Holiday in Andaman started it all
How did Rana Preet Gill, a veterinary doctor with a flair for letters, penning light middles and soft fiction, become a chronicler of the failed Ghadarite movement of Punjab? The answer to this is to be found in a family holiday she made to the Andaman islands in the winter of 2013. Gill recounts that her senior colleague Rajiv Bali took her to take look at the statue there of his ghadarite brother Ram Rakha Bali installed in the park facing the cellular Jail. So she did, posing with the statue of the patriot and sending it to Bali. The matter ended there but seeds of curiosity were sown in her mind. She recalls: 'Bali was a Ghadar revolutionary from Hoshiarpur, where I had been living for since 2013 but busy with my work I knew little about the rich past of the Doaba region. So I started exploring'. Well, her explorations took her to the right address and soon she was in the company of Harish K Puri, renowned scholar who had received a Fullbright scholarship in the early 90s and deeply researched the Ghadar movement at the University of California, Berkeley. Author of the 'Ghadar Movement A Short History', Puri says of Gill's book: 'Based largely on the study of the many published accounts of the struggle available to her, this book includes her own retelling of the self-sacrificing actions.' Scholars have held that although the movement was dismissed as a failed movement, yet it had a deep impact on the freedom movement in India.It raised many questions in the minds of the Indian labour abroad and gradually and the dream of an Independent India took root. Gill adds: 'Women write from a different perspective. They view through the prism of a woman's heart. What would other women feel? Like in my book, I have mentioned towards the end the pain of loss felt by women in the lives of Ghadarites. Men become martyrs so do women...they bear the burden of a painful life.' She adds, 'Women tend to write from the perspective of the oppressed and they always acknowledge the role of other women. They do not negate other women.'
Singing over bones
The past decade has seen Amy Singh active in organising poetic symposia, open mic, poetry symposia in the city gardens, her famous letters to Lahore have made this pretty girl well-known here and across the border too as she started a letter writing mission to keep the dialogue open. She was at the forefront of the women's protest at the road near the Leisure valley being christened the Gerhi Route in which young men took pride in chasing girls or in the old usage, eve-teasing them. The brave young girls of the city got together to protest against this and calling out to put an end to the chase and Amy was one of then. And lo, the city administration had to bow to the brave new girls and the nomenclature of the route changed from Gerhi Route to Azadi Route, spelling freedom for women after a stalking incident in 1917. Chirpy and full of beans, our young friend has starred in many litfests at different destinations in the country and is also a favourite at Lahore. But all this was accompanied by struggle and loss of her dear ones, I resurrected myself in words which came to her putting balm on many sores and a lighting her eyes with a twinkle.

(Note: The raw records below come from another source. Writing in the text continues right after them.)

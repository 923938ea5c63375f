use crate::error::WalletError;
use rust_decimal::Decimal;
use rust_decimal::prelude::ToPrimitive;
use serde::{Deserialize, Serialize};
use std::fmt;

/// Number of decimal places carried by the currency (paise).
pub const MINOR_UNIT_SCALE: u32 = 2;

/// A non-negative monetary value held as an integer count of minor units.
///
/// Balances and order totals never go through floating point. Conversion from the
/// decimal values found in request bodies happens once, at the edge, through
/// [`Money::from_decimal`].
#[derive(
    Debug, Clone, Copy, PartialEq, Eq, PartialOrd, Ord, Hash, Default, Serialize, Deserialize,
)]
#[serde(transparent)]
pub struct Money(u64);

impl Money {
    pub const ZERO: Self = Self(0);

    pub const fn from_minor(minor: u64) -> Self {
        Self(minor)
    }

    pub const fn minor(self) -> u64 {
        self.0
    }

    /// Converts a decimal amount (e.g. `12.50`) into minor units.
    ///
    /// Rejects negative values and anything finer than one minor unit.
    pub fn from_decimal(value: Decimal) -> Result<Self, WalletError> {
        if value.is_sign_negative() && !value.is_zero() {
            return Err(WalletError::Validation(format!(
                "amount {value} must not be negative"
            )));
        }
        let normalized = value.normalize();
        if normalized.scale() > MINOR_UNIT_SCALE {
            return Err(WalletError::Validation(format!(
                "amount {value} has more than {MINOR_UNIT_SCALE} decimal places"
            )));
        }
        normalized
            .checked_mul(Decimal::ONE_HUNDRED)
            .and_then(|minor| minor.to_u64())
            .map(Self)
            .ok_or_else(|| WalletError::Validation(format!("amount {value} is out of range")))
    }

    pub fn to_decimal(self) -> Decimal {
        Decimal::from_i128_with_scale(i128::from(self.0), MINOR_UNIT_SCALE)
    }

    pub fn is_zero(self) -> bool {
        self.0 == 0
    }

    pub fn checked_add(self, rhs: Self) -> Option<Self> {
        self.0.checked_add(rhs.0).map(Self)
    }

    pub fn checked_sub(self, rhs: Self) -> Option<Self> {
        self.0.checked_sub(rhs.0).map(Self)
    }

    pub fn checked_mul(self, factor: u32) -> Option<Self> {
        self.0.checked_mul(u64::from(factor)).map(Self)
    }
}

impl fmt::Display for Money {
    fn fmt(&self, f: &mut fmt::Formatter<'_>) -> fmt::Result {
        write!(f, "{}", self.to_decimal())
    }
}

impl TryFrom<Decimal> for Money {
    type Error = WalletError;

    fn try_from(value: Decimal) -> Result<Self, Self::Error> {
        Self::from_decimal(value)
    }
}

/// A strictly positive amount for wallet adjustments.
#[derive(Debug, Clone, Copy, PartialEq, Eq, PartialOrd, Ord, Serialize)]
#[serde(transparent)]
pub struct Amount(Money);

impl Amount {
    pub fn new(value: Money) -> Result<Self, WalletError> {
        if value.is_zero() {
            Err(WalletError::Validation(
                "amount must be greater than zero".to_string(),
            ))
        } else {
            Ok(Self(value))
        }
    }

    pub fn money(self) -> Money {
        self.0
    }
}

impl TryFrom<Decimal> for Amount {
    type Error = WalletError;

    fn try_from(value: Decimal) -> Result<Self, Self::Error> {
        Self::new(Money::from_decimal(value)?)
    }
}

impl From<Amount> for Money {
    fn from(amount: Amount) -> Self {
        amount.0
    }
}
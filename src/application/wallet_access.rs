use crate::domain::access::{AccessCode, Redemption};
use crate::domain::ids::AccountId;
use crate::domain::notice::{Notice, Recipient};
use crate::domain::now_millis;
use crate::domain::ports::{SharedAccessCodeStore, SharedAccountStore, SharedNotifier};
use crate::error::{Result, WalletError};
use std::time::Duration;
use tracing::{info, warn};

/// One-time codes that gate access to the wallet screens.
///
/// Codes live in an [`AccessCodeStore`](crate::domain::ports::AccessCodeStore) with an
/// expiry, one per account; issuing again replaces the previous code.
pub struct WalletAccess {
    accounts: SharedAccountStore,
    codes: SharedAccessCodeStore,
    notifier: SharedNotifier,
    ttl: Duration,
}

impl WalletAccess {
    pub fn new(
        accounts: SharedAccountStore,
        codes: SharedAccessCodeStore,
        notifier: SharedNotifier,
        ttl: Duration,
    ) -> Self {
        Self {
            accounts,
            codes,
            notifier,
            ttl,
        }
    }

    /// Generates a code and delivers it to the account holder.
    ///
    /// Delivery is awaited, unlike wallet notices.
    pub async fn issue(&self, account_id: &AccountId) -> Result<()> {
        let account = self
            .accounts
            .get(account_id)
            .await
            .map_err(WalletError::StoreUnavailable)?
            .ok_or_else(|| WalletError::AccountNotFound(account_id.clone()))?;

        let code = AccessCode::generate(self.ttl);
        let notice = Notice::AccessCode {
            to: Recipient::from(&account),
            code: code.code.clone(),
            ttl: self.ttl,
        };
        self.codes
            .put(account_id, code)
            .await
            .map_err(WalletError::StoreUnavailable)?;

        if let Err(e) = self.notifier.notify(&notice).await {
            warn!(account = %account_id, "access code delivery failed: {e}");
            return Err(e.into());
        }
        info!(account = %account_id, "access code issued");
        Ok(())
    }

    /// Checks an entered code; a correct code is consumed, so it verifies once.
    pub async fn verify(&self, account_id: &AccountId, entered: &str) -> Result<()> {
        let outcome = self
            .codes
            .redeem(account_id, entered, now_millis())
            .await
            .map_err(WalletError::StoreUnavailable)?;

        match outcome {
            Redemption::Accepted => {
                info!(account = %account_id, "access code verified");
                Ok(())
            }
            Redemption::Missing => Err(WalletError::AccessCodeMissing),
            Redemption::Expired => Err(WalletError::AccessCodeExpired),
            Redemption::Mismatch => Err(WalletError::AccessCodeInvalid),
        }
    }
}
#![cfg(feature = "storage-rocksdb")]

mod common;

use assert_cmd::cargo_bin;
use common::{write_scans, write_seed};
use std::process::Command;
use tempfile::tempdir;

#[test]
fn test_rocksdb_persistence_recovery() {
    let dir = tempdir().unwrap();
    let db_path = dir.path().join("test_db");
    let seed = dir.path().join("seed.json");
    write_seed(&seed, 10_000, &[("ord-1", "60"), ("ord-2", "15")]).unwrap();

    // 1. First run: pay ord-1
    let scans1 = dir.path().join("scans1.csv");
    write_scans(&scans1, &["ord-1"]).unwrap();

    let output1 = Command::new(cargo_bin!("foodcard"))
        .arg("scan")
        .arg(&scans1)
        .arg("--seed")
        .arg(&seed)
        .arg("--db-path")
        .arg(&db_path)
        .output()
        .expect("Failed to execute command");
    assert!(output1.status.success());
    assert!(String::from_utf8_lossy(&output1.stdout).contains("ord-1,ok,40.00"));

    // 2. Second run on the same DB: reseeding must not reset the wallet or the order
    let scans2 = dir.path().join("scans2.csv");
    write_scans(&scans2, &["ord-1", "ord-2"]).unwrap();

    let output2 = Command::new(cargo_bin!("foodcard"))
        .arg("scan")
        .arg(&scans2)
        .arg("--seed")
        .arg(&seed)
        .arg("--db-path")
        .arg(&db_path)
        .output()
        .expect("Failed to execute command");
    assert!(output2.status.success());
    let stdout2 = String::from_utf8_lossy(&output2.stdout);

    assert!(stdout2.contains("ord-1,AlreadySettled,"));
    assert!(stdout2.contains("ord-2,ok,25.00"));
}
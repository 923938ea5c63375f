use super::account::Account;
use super::ids::AccountId;
use super::money::Money;
use serde::{Deserialize, Serialize};
use std::time::Duration;

#[derive(Debug, Serialize, Deserialize, PartialEq, Eq, Clone, Copy)]
pub enum WalletOperation {
    #[serde(rename = "add")]
    Credit,
    #[serde(rename = "deduct")]
    Debit,
}

impl WalletOperation {
    fn past_tense(self) -> &'static str {
        match self {
            Self::Credit => "credited",
            Self::Debit => "debited",
        }
    }
}

/// Who a notice goes to.
#[derive(Debug, Clone, PartialEq, Eq)]
pub struct Recipient {
    pub account_id: AccountId,
    pub name: String,
    pub email: String,
}

impl From<&Account> for Recipient {
    fn from(account: &Account) -> Self {
        Self {
            account_id: account.id.clone(),
            name: account.name.clone(),
            email: account.email.clone(),
        }
    }
}

/// Messages sent to account holders after something happened to their wallet.
#[derive(Debug, Clone, PartialEq, Eq)]
pub enum Notice {
    Wallet {
        to: Recipient,
        operation: WalletOperation,
        amount: Money,
        new_balance: Money,
        reason: Option<String>,
    },
    AccessCode {
        to: Recipient,
        code: String,
        ttl: Duration,
    },
}

impl Notice {
    pub fn recipient(&self) -> &Recipient {
        match self {
            Self::Wallet { to, .. } | Self::AccessCode { to, .. } => to,
        }
    }

    pub fn subject(&self) -> String {
        match self {
            Self::Wallet { operation, .. } => {
                format!("Your wallet has been {}", operation.past_tense())
            }
            Self::AccessCode { .. } => "Your Wallet Access OTP".to_string(),
        }
    }

    pub fn body(&self) -> String {
        match self {
            Self::Wallet {
                to,
                operation,
                amount,
                new_balance,
                reason,
            } => {
                let mut text = format!(
                    "Hi {},\nYour wallet has been {} by ₹{amount}.\nNew balance: ₹{new_balance}",
                    display_name(&to.name),
                    operation.past_tense(),
                );
                if let Some(reason) = reason {
                    text.push_str(&format!("\nReason: {reason}"));
                }
                text.push_str("\n\nRegards,\nFoodCard");
                text
            }
            Self::AccessCode { code, ttl, .. } => {
                let minutes = ttl.as_secs().div_ceil(60).max(1);
                format!("Your 6-digit OTP is {code}. It will expire in {minutes} minute(s).")
            }
        }
    }
}

fn display_name(name: &str) -> &str {
    if name.trim().is_empty() { "User" } else { name }
}
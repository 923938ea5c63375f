use super::ids::{AccountId, OrderId};
use super::money::Money;
use crate::domain::now_millis;
use crate::error::WalletError;
use rust_decimal::Decimal;
use serde::{Deserialize, Serialize};
use std::fmt;

#[derive(Debug, Serialize, Deserialize, PartialEq, Eq, Clone, Copy)]
#[serde(rename_all = "lowercase")]
pub enum MealType {
    Breakfast,
    Lunch,
    Dinner,
}

#[derive(Debug, Serialize, Deserialize, PartialEq, Eq, Clone, Copy, Default)]
#[serde(rename_all = "lowercase")]
pub enum OrderStatus {
    #[default]
    Pending,
    Confirmed,
    Preparing,
    Ready,
    Completed,
    Cancelled,
}

impl OrderStatus {
    pub fn is_terminal(self) -> bool {
        matches!(self, Self::Completed | Self::Cancelled)
    }
}

impl fmt::Display for OrderStatus {
    fn fmt(&self, f: &mut fmt::Formatter<'_>) -> fmt::Result {
        let label = match self {
            Self::Pending => "pending",
            Self::Confirmed => "confirmed",
            Self::Preparing => "preparing",
            Self::Ready => "ready",
            Self::Completed => "completed",
            Self::Cancelled => "cancelled",
        };
        f.write_str(label)
    }
}

#[derive(Debug, Serialize, Deserialize, PartialEq, Eq, Clone, Copy, Default)]
#[serde(rename_all = "lowercase")]
pub enum PaymentStatus {
    #[default]
    Pending,
    Paid,
}

/// The mutable part of an order: lifecycle status plus payment flag.
///
/// Stores compare-and-swap on this pair, so it is the unit of optimistic concurrency
/// for orders.
#[derive(Debug, Serialize, Deserialize, PartialEq, Eq, Clone, Copy, Default)]
pub struct OrderState {
    pub status: OrderStatus,
    pub payment: PaymentStatus,
}

impl OrderState {
    pub const OPEN: Self = Self {
        status: OrderStatus::Pending,
        payment: PaymentStatus::Pending,
    };

    pub const SETTLED: Self = Self {
        status: OrderStatus::Completed,
        payment: PaymentStatus::Paid,
    };

    pub fn is_settled(self) -> bool {
        self.payment == PaymentStatus::Paid || self.status == OrderStatus::Completed
    }

    /// Staff-driven progression. `Completed` is only reachable through settlement.
    pub fn advance(self, to: OrderStatus) -> Result<Self, WalletError> {
        let allowed = !self.status.is_terminal()
            && self.payment == PaymentStatus::Pending
            && to != OrderStatus::Completed
            && to != self.status;
        if allowed {
            Ok(Self {
                status: to,
                payment: self.payment,
            })
        } else {
            Err(WalletError::InvalidTransition {
                from: self.status,
                to,
            })
        }
    }
}

#[derive(Debug, Serialize, Deserialize, PartialEq, Eq, Clone)]
pub struct LineItem {
    pub name: String,
    pub unit_price: Money,
    pub quantity: u32,
}

impl LineItem {
    pub fn new(name: impl Into<String>, unit_price: Decimal, quantity: u32) -> Result<Self, WalletError> {
        let name = name.into();
        if name.trim().is_empty() {
            return Err(WalletError::Validation("item name must not be empty".to_string()));
        }
        if quantity == 0 {
            return Err(WalletError::Validation(format!(
                "quantity of {name} must be at least 1"
            )));
        }
        Ok(Self {
            name,
            unit_price: Money::from_decimal(unit_price)?,
            quantity,
        })
    }

    pub fn subtotal(&self) -> Option<Money> {
        self.unit_price.checked_mul(self.quantity)
    }
}

/// A placed food order.
///
/// `items` and `total` are fixed at placement; only [`OrderState`] and the payment
/// timestamp change afterwards.
#[derive(Debug, Serialize, Deserialize, PartialEq, Eq, Clone)]
pub struct Order {
    pub id: OrderId,
    pub account_id: AccountId,
    pub meal_type: MealType,
    items: Vec<LineItem>,
    total: Money,
    #[serde(flatten)]
    state: OrderState,
    placed_at_ms: u64,
    paid_at_ms: Option<u64>,
}

impl Order {
    pub fn place(
        id: OrderId,
        account_id: AccountId,
        meal_type: MealType,
        items: Vec<LineItem>,
    ) -> Result<Self, WalletError> {
        if items.is_empty() {
            return Err(WalletError::Validation(
                "an order needs at least one item".to_string(),
            ));
        }
        let total = items
            .iter()
            .try_fold(Money::ZERO, |sum, item| {
                item.subtotal().and_then(|subtotal| sum.checked_add(subtotal))
            })
            .ok_or_else(|| WalletError::Validation("order total is out of range".to_string()))?;

        Ok(Self {
            id,
            account_id,
            meal_type,
            items,
            total,
            state: OrderState::OPEN,
            placed_at_ms: now_millis(),
            paid_at_ms: None,
        })
    }

    pub fn items(&self) -> &[LineItem] {
        &self.items
    }

    pub fn total(&self) -> Money {
        self.total
    }

    pub fn state(&self) -> OrderState {
        self.state
    }

    pub fn placed_at_ms(&self) -> u64 {
        self.placed_at_ms
    }

    pub fn paid_at_ms(&self) -> Option<u64> {
        self.paid_at_ms
    }

    /// Writes a new state, stamping the payment time on the move to paid.
    ///
    /// Callers (the stores) are responsible for having checked the expected state.
    pub fn apply_state(&mut self, state: OrderState) {
        if state.payment == PaymentStatus::Paid && self.state.payment != PaymentStatus::Paid {
            self.paid_at_ms = Some(now_millis());
        }
        self.state = state;
    }
}

#[cfg(test)]
mod tests {
    use super::*;
    use rust_decimal_macros::dec;

    fn order(items: Vec<LineItem>) -> Result<Order, WalletError> {
        Order::place(
            OrderId::parse("ord-1").unwrap(),
            AccountId::parse("stu-1").unwrap(),
            MealType::Lunch,
            items,
        )
    }

    #[test]
    fn test_total_is_sum_of_price_times_quantity() {
        let order = order(vec![
            LineItem::new("Thali", dec!(45.50), 1).unwrap(),
            LineItem::new("Chai", dec!(7.25), 2).unwrap(),
        ])
        .unwrap();
        assert_eq!(order.total(), Money::from_minor(6_000));
        assert_eq!(order.state(), OrderState::OPEN);
        assert_eq!(order.paid_at_ms(), None);
    }

    #[test]
    fn test_line_item_validation() {
        assert!(matches!(
            LineItem::new("Dosa", dec!(30), 0),
            Err(WalletError::Validation(_))
        ));
        assert!(matches!(
            LineItem::new("Dosa", dec!(-30), 1),
            Err(WalletError::Validation(_))
        ));
        assert!(matches!(
            LineItem::new("  ", dec!(30), 1),
            Err(WalletError::Validation(_))
        ));
        assert!(LineItem::new("Water", dec!(0), 1).is_ok());
    }

    #[test]
    fn test_empty_order_rejected() {
        assert!(matches!(order(vec![]), Err(WalletError::Validation(_))));
    }

    #[test]
    fn test_apply_state_stamps_payment_time() {
        let mut order = order(vec![LineItem::new("Idli", dec!(20), 1).unwrap()]).unwrap();
        order.apply_state(OrderState::SETTLED);
        assert!(order.state().is_settled());
        assert!(order.paid_at_ms().is_some());
    }

    #[test]
    fn test_advance_rules() {
        let open = OrderState::OPEN;
        let confirmed = open.advance(OrderStatus::Confirmed).unwrap();
        assert_eq!(confirmed.status, OrderStatus::Confirmed);
        assert!(confirmed.advance(OrderStatus::Cancelled).is_ok());

        assert!(matches!(
            open.advance(OrderStatus::Completed),
            Err(WalletError::InvalidTransition { .. })
        ));
        assert!(OrderState::SETTLED.advance(OrderStatus::Ready).is_err());

        let cancelled = open.advance(OrderStatus::Cancelled).unwrap();
        assert!(cancelled.advance(OrderStatus::Pending).is_err());
    }

    #[test]
    fn test_state_serializes_flat() {
        let order = order(vec![LineItem::new("Poha", dec!(25), 1).unwrap()]).unwrap();
        let value = serde_json::to_value(&order).unwrap();
        assert_eq!(value["status"], "pending");
        assert_eq!(value["payment"], "pending");
        assert_eq!(value["total"], 2_500);
    }
}
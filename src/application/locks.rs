use crate::domain::ids::AccountId;
use crate::error::{Result, WalletError};
use dashmap::DashMap;
use std::sync::Arc;
use std::time::Duration;
use tokio::sync::{Mutex, OwnedMutexGuard};
use tracing::warn;

/// Per-account critical sections.
///
/// Every balance write (settlement, top-up, admin adjustment) runs while holding the
/// guard for its account. Operations on different accounts never contend. Waiting is
/// bounded: past `wait` the caller gets [`WalletError::Busy`] instead of queueing forever.
#[derive(Clone)]
pub struct AccountLocks {
    slots: Arc<DashMap<AccountId, Arc<Mutex<()>>>>,
    wait: Duration,
}

/// Held for the duration of one account's critical section; released on drop.
#[must_use]
pub struct AccountGuard {
    account: AccountId,
    _held: OwnedMutexGuard<()>,
}

impl AccountGuard {
    pub fn account(&self) -> &AccountId {
        &self.account
    }
}

impl AccountLocks {
    pub fn new(wait: Duration) -> Self {
        Self {
            slots: Arc::new(DashMap::new()),
            wait,
        }
    }

    #[cfg(test)]
    pub(crate) fn slot_count(&self) -> usize {
        self.slots.len()
    }

    pub async fn acquire(&self, account: &AccountId) -> Result<AccountGuard> {
        // Clone the slot out so the map shard is not locked while we wait.
        let slot = Arc::clone(self.slots.entry(account.clone()).or_default().value());

        match tokio::time::timeout(self.wait, slot.lock_owned()).await {
            Ok(held) => Ok(AccountGuard {
                account: account.clone(),
                _held: held,
            }),
            Err(_) => {
                warn!(%account, wait_ms = self.wait.as_millis() as u64, "account lock wait timed out");
                Err(WalletError::Busy(format!("account {account}")))
            }
        }
    }
}
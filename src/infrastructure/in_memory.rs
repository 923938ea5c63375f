use crate::domain::access::{AccessCode, Redemption};
use crate::domain::account::Account;
use crate::domain::ids::{AccountId, OrderId};
use crate::domain::money::Money;
use crate::domain::order::{Order, OrderState};
use crate::domain::ports::{AccessCodeStore, AccountStore, OrderStore};
use crate::error::StoreError;
use async_trait::async_trait;
use std::collections::HashMap;
use std::sync::Arc;
use tokio::sync::RwLock;

/// A thread-safe in-memory store for accounts.
///
/// Uses `Arc<RwLock<HashMap<AccountId, Account>>>`; the compare-and-swap in
/// `update_balance` happens under the write lock. Clones share the same map.
#[derive(Default, Clone)]
pub struct InMemoryAccountStore {
    accounts: Arc<RwLock<HashMap<AccountId, Account>>>,
}

impl InMemoryAccountStore {
    /// Creates a new, empty in-memory account store.
    pub fn new() -> Self {
        Self::default()
    }
}

#[async_trait]
impl AccountStore for InMemoryAccountStore {
    async fn insert(&self, account: Account) -> Result<(), StoreError> {
        let mut accounts = self.accounts.write().await;
        if accounts.contains_key(&account.id) {
            return Err(StoreError::Duplicate);
        }
        accounts.insert(account.id.clone(), account);
        Ok(())
    }

    async fn get(&self, id: &AccountId) -> Result<Option<Account>, StoreError> {
        let accounts = self.accounts.read().await;
        Ok(accounts.get(id).cloned())
    }

    async fn update_balance(
        &self,
        id: &AccountId,
        new_balance: Money,
        expected: Money,
    ) -> Result<(), StoreError> {
        let mut accounts = self.accounts.write().await;
        let account = accounts.get_mut(id).ok_or(StoreError::NotFound)?;
        if account.balance != expected {
            return Err(StoreError::Conflict);
        }
        account.balance = new_balance;
        Ok(())
    }
}

/// A thread-safe in-memory store for orders.
#[derive(Default, Clone)]
pub struct InMemoryOrderStore {
    orders: Arc<RwLock<HashMap<OrderId, Order>>>,
}

impl InMemoryOrderStore {
    pub fn new() -> Self {
        Self::default()
    }
}

#[async_trait]
impl OrderStore for InMemoryOrderStore {
    async fn insert(&self, order: Order) -> Result<(), StoreError> {
        let mut orders = self.orders.write().await;
        if orders.contains_key(&order.id) {
            return Err(StoreError::Duplicate);
        }
        orders.insert(order.id.clone(), order);
        Ok(())
    }

    async fn get(&self, id: &OrderId) -> Result<Option<Order>, StoreError> {
        let orders = self.orders.read().await;
        Ok(orders.get(id).cloned())
    }

    async fn update_state(
        &self,
        id: &OrderId,
        new_state: OrderState,
        expected: OrderState,
    ) -> Result<(), StoreError> {
        let mut orders = self.orders.write().await;
        let order = orders.get_mut(id).ok_or(StoreError::NotFound)?;
        if order.state() != expected {
            return Err(StoreError::Conflict);
        }
        order.apply_state(new_state);
        Ok(())
    }
}

/// Access codes kept in memory; check and removal share one write lock.
#[derive(Default, Clone)]
pub struct InMemoryAccessCodeStore {
    codes: Arc<RwLock<HashMap<AccountId, AccessCode>>>,
}

impl InMemoryAccessCodeStore {
    pub fn new() -> Self {
        Self::default()
    }
}

#[async_trait]
impl AccessCodeStore for InMemoryAccessCodeStore {
    async fn put(&self, account: &AccountId, code: AccessCode) -> Result<(), StoreError> {
        self.codes.write().await.insert(account.clone(), code);
        Ok(())
    }

    async fn redeem(
        &self,
        account: &AccountId,
        entered: &str,
        now_ms: u64,
    ) -> Result<Redemption, StoreError> {
        let mut codes = self.codes.write().await;
        let outcome = codes
            .get(account)
            .map_or(Redemption::Missing, |code| code.redeem(entered, now_ms));
        if outcome.consumes() {
            codes.remove(account);
        }
        Ok(outcome)
    }
}
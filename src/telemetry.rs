use std::io::IsTerminal;
use tracing_subscriber::{EnvFilter, fmt};

/// Installs the global subscriber: `RUST_LOG` filtering (default `info`), output on
/// stderr so stdout stays free for command results.
pub fn init() {
    let filter = EnvFilter::try_from_default_env().unwrap_or_else(|_| EnvFilter::new("info"));
    let _ = fmt()
        .with_env_filter(filter)
        .with_ansi(std::io::stderr().is_terminal())
        .with_writer(std::io::stderr)
        .try_init();
}
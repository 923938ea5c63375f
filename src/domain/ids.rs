use rand::Rng;
use serde::{Deserialize, Serialize};
use std::fmt;
use thiserror::Error;

const MAX_ID_LEN: usize = 64;
const GENERATED_ID_LEN: usize = 24;

#[derive(Debug, Clone, PartialEq, Eq, Error)]
#[error("invalid identifier {0:?}")]
pub struct InvalidId(pub String);

fn validate(raw: &str) -> Result<&str, InvalidId> {
    let trimmed = raw.trim();
    let well_formed = !trimmed.is_empty()
        && trimmed.len() <= MAX_ID_LEN
        && trimmed
            .bytes()
            .all(|b| b.is_ascii_alphanumeric() || b == b'-' || b == b'_');
    if well_formed {
        Ok(trimmed)
    } else {
        Err(InvalidId(raw.to_string()))
    }
}

fn generate_hex() -> String {
    let mut rng = rand::thread_rng();
    (0..GENERATED_ID_LEN)
        .map(|_| char::from_digit(rng.gen_range(0..16), 16).unwrap_or('0'))
        .collect()
}

macro_rules! opaque_id {
    ($(#[$meta:meta])* $name:ident) => {
        $(#[$meta])*
        #[derive(Debug, Clone, PartialEq, Eq, Hash, PartialOrd, Ord, Serialize, Deserialize)]
        #[serde(try_from = "String", into = "String")]
        pub struct $name(String);

        impl $name {
            /// Parses an externally supplied identifier.
            pub fn parse(raw: &str) -> Result<Self, InvalidId> {
                validate(raw).map(|id| Self(id.to_string()))
            }

            /// Creates a fresh random identifier.
            pub fn generate() -> Self {
                Self(generate_hex())
            }

            pub fn as_str(&self) -> &str {
                &self.0
            }
        }

        impl fmt::Display for $name {
            fn fmt(&self, f: &mut fmt::Formatter<'_>) -> fmt::Result {
                f.write_str(&self.0)
            }
        }

        impl TryFrom<String> for $name {
            type Error = InvalidId;

            fn try_from(value: String) -> Result<Self, Self::Error> {
                Self::parse(&value)
            }
        }

        impl From<$name> for String {
            fn from(id: $name) -> Self {
                id.0
            }
        }
    };
}

opaque_id!(
    /// Identifier of a wallet-holding account.
    AccountId
);

opaque_id!(
    /// Identifier of a food order.
    OrderId
);

#[cfg(test)]
mod tests {
    use super::*;

    #[test]
    fn test_parse_accepts_object_id_shape() {
        let id = OrderId::parse("6523f1c2ab34cd56ef789012").unwrap();
        assert_eq!(id.as_str(), "6523f1c2ab34cd56ef789012");
        assert_eq!(AccountId::parse(" stu-1 ").unwrap().as_str(), "stu-1");
    }

    #[test]
    fn test_parse_rejects_garbage() {
        assert!(OrderId::parse("").is_err());
        assert!(OrderId::parse("../etc/passwd").is_err());
        assert!(OrderId::parse("{\"orderId\":1}").is_err());
        assert!(OrderId::parse(&"a".repeat(65)).is_err());
    }

    #[test]
    fn test_generate_is_parseable() {
        let id = OrderId::generate();
        assert_eq!(id.as_str().len(), GENERATED_ID_LEN);
        assert_eq!(OrderId::parse(id.as_str()).unwrap(), id);
    }

    #[test]
    fn test_deserialize_validates() {
        let ok: AccountId = serde_json::from_str("\"stu_42\"").unwrap();
        assert_eq!(ok.as_str(), "stu_42");
        assert!(serde_json::from_str::<AccountId>("\"bad id\"").is_err());
    }
}
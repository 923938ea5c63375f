//! Storage and delivery adapters for the domain ports.

pub mod in_memory;
pub mod notifier;
#[cfg(feature = "storage-rocksdb")]
pub mod rocksdb;

use crate::domain::ports::{SharedAccessCodeStore, SharedAccountStore, SharedOrderStore};
use crate::error::StoreError;
use in_memory::{InMemoryAccessCodeStore, InMemoryAccountStore, InMemoryOrderStore};
use std::path::Path;
use std::sync::Arc;
use tracing::info;

/// One backend's worth of store handles.
#[derive(Clone)]
pub struct Stores {
    pub accounts: SharedAccountStore,
    pub orders: SharedOrderStore,
    pub access_codes: SharedAccessCodeStore,
}

impl Stores {
    pub fn in_memory() -> Self {
        Self {
            accounts: Arc::new(InMemoryAccountStore::new()),
            orders: Arc::new(InMemoryOrderStore::new()),
            access_codes: Arc::new(InMemoryAccessCodeStore::new()),
        }
    }

    #[cfg(feature = "storage-rocksdb")]
    pub fn rocksdb(path: &Path) -> Result<Self, StoreError> {
        let store = rocksdb::RocksDBStore::open(path)?;
        Ok(Self {
            accounts: Arc::new(store.clone()),
            orders: Arc::new(store.clone()),
            access_codes: Arc::new(store),
        })
    }

    /// Persistent stores when a path is given and RocksDB support is compiled in,
    /// in-memory stores otherwise.
    pub fn open(db_path: Option<&Path>) -> Result<Self, StoreError> {
        match db_path {
            #[cfg(feature = "storage-rocksdb")]
            Some(path) => {
                info!(path = %path.display(), "opening RocksDB storage");
                Self::rocksdb(path)
            }
            #[cfg(not(feature = "storage-rocksdb"))]
            Some(path) => {
                tracing::warn!(
                    path = %path.display(),
                    "WARNING: Persistent storage requested via --db-path, but 'storage-rocksdb' feature is not enabled. Falling back to In-Memory storage."
                );
                Ok(Self::in_memory())
            }
            None => {
                info!("using in-memory storage");
                Ok(Self::in_memory())
            }
        }
    }
}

She says: 'I turned to paper like one turns to God. Not for the sake of poetry but for self-preservation.' She dabbled in the poetic across languages, sometimes in Hindi, sometimes in Punjabi and English too. A book that influenced her was 'Women Who Run with the Wolves' by Caressa Pinkola Estes, an American psychiatrist. The role model before her was that of La Loba, the mythic folkloric woman, who gathers the bones of dead wolves and sings over the skeleton of dead wolves, raises her arms and starts singing until the wolf comes alive and runs into the canyons. Amy says the metaphor touched her deeply and thus we have a collection of poems across the three languages: Hindi, Punjabi and English all in the Roman script. So here is as teaser from one of her feisty poems: 'In our home, things often break/ vase from the side table/ my mother's jewellery, vermillion vows/ I pick up the wreckage after you/ but I leave my own pieces on the floor'.